Governo, Draghi: “Per ora ci sono parole, aspettiamo i fatti per dare un giudizio”

La preoccupazione di Mario Draghi per i dazi: "Tempi incerti, solo un'Europa unità può resistere agli shock".

Lo ha detto il numero uno della Banca Centrale Europea, Mario Draghi in audizione alla commissione Affari economici e monetari del Parlamento Ue.

Rispondendo a un eurodeputato italiano, Draghi ha parlato anche del governo gialloverde. "Intendiamo mantenere - ribadisce Draghi - la nostra politica di reinvestire i principali pagamenti dai titoli che vengono a scadenza nell'ambito del programma di acquisto di asset per un periodo esteso di tempo, dopo la fine del nostro programma di acquisto di asset e, in ogni caso tanto a lungo quanto sarà necessario a mantenere condizioni di liquidità favorevoli e un ampio grado di politica monetaria espansiva".

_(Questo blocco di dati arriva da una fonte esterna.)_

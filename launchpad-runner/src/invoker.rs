//! External tool invocation
//!
//! Every phase reaches its external tool through the [`CommandRunner`]
//! trait, so phases can be exercised against scripted runners and the real
//! runner stays a thin wrapper over `tokio::process`.

use async_trait::async_trait;
use std::path::{Path, PathBuf};
use std::process::Stdio;
use tracing::{debug, info};

use crate::error::{PipelineError, Result};

/// A fully described external command
#[derive(Debug, Clone, PartialEq, Eq)]
pub struct Invocation {
    pub program: String,
    pub args: Vec<String>,
    pub cwd: Option<PathBuf>,
    pub env: Vec<(String, String)>,
}

impl Invocation {
    pub fn new(program: impl Into<String>) -> Self {
        Self {
            program: program.into(),
            args: Vec::new(),
            cwd: None,
            env: Vec::new(),
        }
    }

    pub fn arg(mut self, arg: impl Into<String>) -> Self {
        self.args.push(arg.into());
        self
    }

    pub fn args<I, S>(mut self, args: I) -> Self
    where
        I: IntoIterator<Item = S>,
        S: Into<String>,
    {
        self.args.extend(args.into_iter().map(Into::into));
        self
    }

    pub fn current_dir(mut self, dir: impl AsRef<Path>) -> Self {
        self.cwd = Some(dir.as_ref().to_path_buf());
        self
    }

    pub fn env(mut self, key: impl Into<String>, value: impl Into<String>) -> Self {
        self.env.push((key.into(), value.into()));
        self
    }

    /// Shell-like rendering for logs and evidence headers
    pub fn command_line(&self) -> String {
        std::iter::once(self.program.as_str())
            .chain(self.args.iter().map(String::as_str))
            .collect::<Vec<_>>()
            .join(" ")
    }
}

/// Captured result of a finished command
#[derive(Debug, Clone, PartialEq, Eq)]
pub struct ToolOutput {
    pub exit_code: i32,
    pub stdout: String,
    pub stderr: String,
}

impl ToolOutput {
    pub fn success(&self) -> bool {
        self.exit_code == 0
    }

    /// stdout followed by stderr, as the tool printed them
    pub fn combined(&self) -> String {
        match (self.stdout.trim().is_empty(), self.stderr.trim().is_empty()) {
            (_, true) => self.stdout.clone(),
            (true, false) => self.stderr.clone(),
            (false, false) => format!("{}\n{}", self.stdout.trim_end(), self.stderr),
        }
    }

    /// Evidence transcript: command line, exit code, then raw output
    pub fn transcript(&self, invocation: &Invocation) -> String {
        format!(
            "$ {}\n# exit code: {}\n\n{}",
            invocation.command_line(),
            self.exit_code,
            self.combined()
        )
    }
}

/// Executes external commands
#[async_trait]
pub trait CommandRunner: Send + Sync {
    /// Runs a command to completion, capturing its output
    ///
    /// A non-zero exit is not an error here; only failure to launch is.
    async fn run(&self, invocation: &Invocation) -> Result<ToolOutput>;

    /// Runs a command attached to the operator's terminal and returns its exit code
    async fn run_interactive(&self, invocation: &Invocation) -> Result<i32> {
        self.run(invocation).await.map(|output| output.exit_code)
    }
}

/// Runs commands on the local system
#[derive(Debug, Clone, Copy, Default)]
pub struct SystemRunner;

impl SystemRunner {
    pub fn new() -> Self {
        Self
    }

    fn command(invocation: &Invocation) -> tokio::process::Command {
        let mut command = tokio::process::Command::new(&invocation.program);
        command.args(&invocation.args);

        if let Some(cwd) = &invocation.cwd {
            command.current_dir(cwd);
        }

        for (key, value) in &invocation.env {
            command.env(key, value);
        }

        command
    }
}

#[async_trait]
impl CommandRunner for SystemRunner {
    async fn run(&self, invocation: &Invocation) -> Result<ToolOutput> {
        info!("Running: {}", invocation.command_line());

        let output = Self::command(invocation)
            .stdin(Stdio::null())
            .output()
            .await
            .map_err(|source| PipelineError::ToolLaunch {
                tool: invocation.program.clone(),
                source,
            })?;

        let stdout = String::from_utf8_lossy(&output.stdout).to_string();
        let stderr = String::from_utf8_lossy(&output.stderr).to_string();
        let exit_code = output.status.code().unwrap_or(-1);

        // Always log stdout/stderr as debug
        if !stdout.trim().is_empty() {
            debug!("{} stdout: {}", invocation.program, stdout.trim());
        }
        if !stderr.trim().is_empty() {
            debug!("{} stderr: {}", invocation.program, stderr.trim());
        }

        debug!(
            "{} finished: exit_code={}, stdout_len={}, stderr_len={}",
            invocation.program,
            exit_code,
            stdout.len(),
            stderr.len()
        );

        Ok(ToolOutput {
            exit_code,
            stdout,
            stderr,
        })
    }

    async fn run_interactive(&self, invocation: &Invocation) -> Result<i32> {
        info!("Attaching: {}", invocation.command_line());

        let status = Self::command(invocation)
            .stdin(Stdio::inherit())
            .stdout(Stdio::inherit())
            .stderr(Stdio::inherit())
            .status()
            .await
            .map_err(|source| PipelineError::ToolLaunch {
                tool: invocation.program.clone(),
                source,
            })?;

        Ok(status.code().unwrap_or(-1))
    }
}
//! Category Repository
//!
//! Handles all database operations related to categories.

use launchpad_core::domain::category::Category;
use sqlx::SqlitePool;

/// Create a new category in the database
///
/// Names are unique; a duplicate surfaces as a unique-violation database error.
pub async fn create(pool: &SqlitePool, name: &str, color: &str) -> Result<Category, sqlx::Error> {
    let now = chrono::Utc::now();

    let result = sqlx::query("INSERT INTO categories (name, color, created_at) VALUES (?, ?, ?)")
        .bind(name)
        .bind(color)
        .bind(now)
        .execute(pool)
        .await?;

    Ok(Category {
        id: result.last_insert_rowid(),
        name: name.to_string(),
        color: color.to_string(),
        created_at: now,
    })
}

/// Find a category by exact name
pub async fn find_by_name(pool: &SqlitePool, name: &str) -> Result<Option<Category>, sqlx::Error> {
    let row = sqlx::query_as::<_, CategoryRow>(
        "SELECT id, name, color, created_at FROM categories WHERE name = ?",
    )
    .bind(name)
    .fetch_optional(pool)
    .await?;

    Ok(row.map(|r| r.into()))
}

/// List all categories in creation order
pub async fn list_all(pool: &SqlitePool) -> Result<Vec<Category>, sqlx::Error> {
    let rows = sqlx::query_as::<_, CategoryRow>(
        "SELECT id, name, color, created_at FROM categories ORDER BY id",
    )
    .fetch_all(pool)
    .await?;

    Ok(rows.into_iter().map(|r| r.into()).collect())
}

#[derive(sqlx::FromRow)]
struct CategoryRow {
    id: i64,
    name: String,
    color: String,
    created_at: chrono::DateTime<chrono::Utc>,
}

impl From<CategoryRow> for Category {
    fn from(row: CategoryRow) -> Self {
        Category {
            id: row.id,
            name: row.name,
            color: row.color,
            created_at: row.created_at,
        }
    }
}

"Prima di pronunciare un giudizio aspettiamo i fatti, il test, la prova del nove saranno i fatti: per il momento ci sono state solo parole, che peraltro sono cambiate". E getta acqua sul fuoco anche sui timori che la fine del quantitative easing possa avere un impatto pesante su un Paese ad alto debito come l'Italia.

I rischi al ribasso per le prospettive di crescita "riguardano principalmente la minaccia di un maggiore protezionismo: un'Unione europea forte e unita può aiutare a cogliere i benefici dell'apertura economica proteggendo al tempo stesso i suoi cittadini contro una globalizzazione incontrollata", ha insistito il presidente della Bce. "L'economia dell'area dell'euro - continua Draghi - è cresciuta dello 0,4% durante il primo semestre del 2018, segnando cinque anni di espansione economica continua". Il presidente della Bce ha poi sottolineato che "le nostre misure di politica monetaria sono state molto efficaci". In pratica l'Eurotower continuerebbe ad essere pronta ad attuare la sua linea di interventi, nota come "tutto quello che serve".

Passando dall'Italia all'Ue, il presidente della Bce ha sostenuto che "in questi tempi di aumentate incertezze globali, è più importante che mai che l'Europa resti unita". Tuttavia, la nostra unione monetaria è ancora incompleta e rimane vulnerabile. Tra l'altro, secondo Draghi, questo schema "eviterebbe il rischio di profezie destabilizzanti, che si auto-avverano nella forma di fuga dalle banche".